(Dataset entries)
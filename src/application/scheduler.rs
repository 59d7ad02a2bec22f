use std::time::Duration;

/// Repeating timer driven by frame time.
/// At most one tick fires per `advance`, and the accumulator restarts
/// after each one, so ticks never pile up behind a slow frame.
#[derive(Clone, Debug, PartialEq)]
pub struct TickScheduler {
    interval: f32,
    elapsed: f32,
    active: bool,
}

impl TickScheduler {
    /// Create a stopped scheduler
    pub fn new(interval: Duration) -> Self {
        Self {
            interval: interval.as_secs_f32(),
            elapsed: 0.0,
            active: false,
        }
    }

    pub fn start(&mut self) {
        self.active = true;
    }

    /// Stop firing and drop any partially elapsed interval
    pub fn cancel(&mut self) {
        self.active = false;
        self.elapsed = 0.0;
    }

    /// Cancel then start again, so the next tick is a full interval away
    pub fn restart(&mut self) {
        self.cancel();
        self.start();
    }

    pub const fn is_active(&self) -> bool {
        self.active
    }

    /// Feed frame time in seconds; returns true when a tick is due
    pub fn advance(&mut self, delta_time: f32) -> bool {
        if !self.active {
            return false;
        }
        self.elapsed += delta_time.max(0.0);
        if self.elapsed >= self.interval {
            self.elapsed = 0.0;
            return true;
        }
        false
    }
}

#[cfg(test)]
mod tests {
    use super::*;

    fn scheduler() -> TickScheduler {
        TickScheduler::new(Duration::from_millis(100))
    }

    #[test]
    fn test_inactive_never_fires() {
        let mut s = scheduler();
        assert!(!s.advance(1.0));
    }

    #[test]
    fn test_fires_after_interval() {
        let mut s = scheduler();
        s.start();
        assert!(!s.advance(0.06));
        assert!(s.advance(0.06));
        assert!(!s.advance(0.01));
    }

    #[test]
    fn test_long_frame_fires_once() {
        let mut s = scheduler();
        s.start();
        assert!(s.advance(5.0));
        assert!(!s.advance(0.0));
    }

    #[test]
    fn test_restart_drops_partial_interval() {
        let mut s = scheduler();
        s.start();
        assert!(!s.advance(0.09));
        s.restart();
        assert!(s.is_active());
        assert!(!s.advance(0.05));
    }

    #[test]
    fn test_cancel_stops() {
        let mut s = scheduler();
        s.start();
        s.cancel();
        assert!(!s.is_active());
        assert!(!s.advance(1.0));
    }
}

Work instructions: Where does the word "elapsed" appear in the records? Copy every line that holds it.

Task solution:
    elapsed: f32,
            elapsed: 0.0,
    /// Stop firing and drop any partially elapsed interval
        self.elapsed = 0.0;
        self.elapsed += delta_time.max(0.0);
        if self.elapsed >= self.interval {
            self.elapsed = 0.0;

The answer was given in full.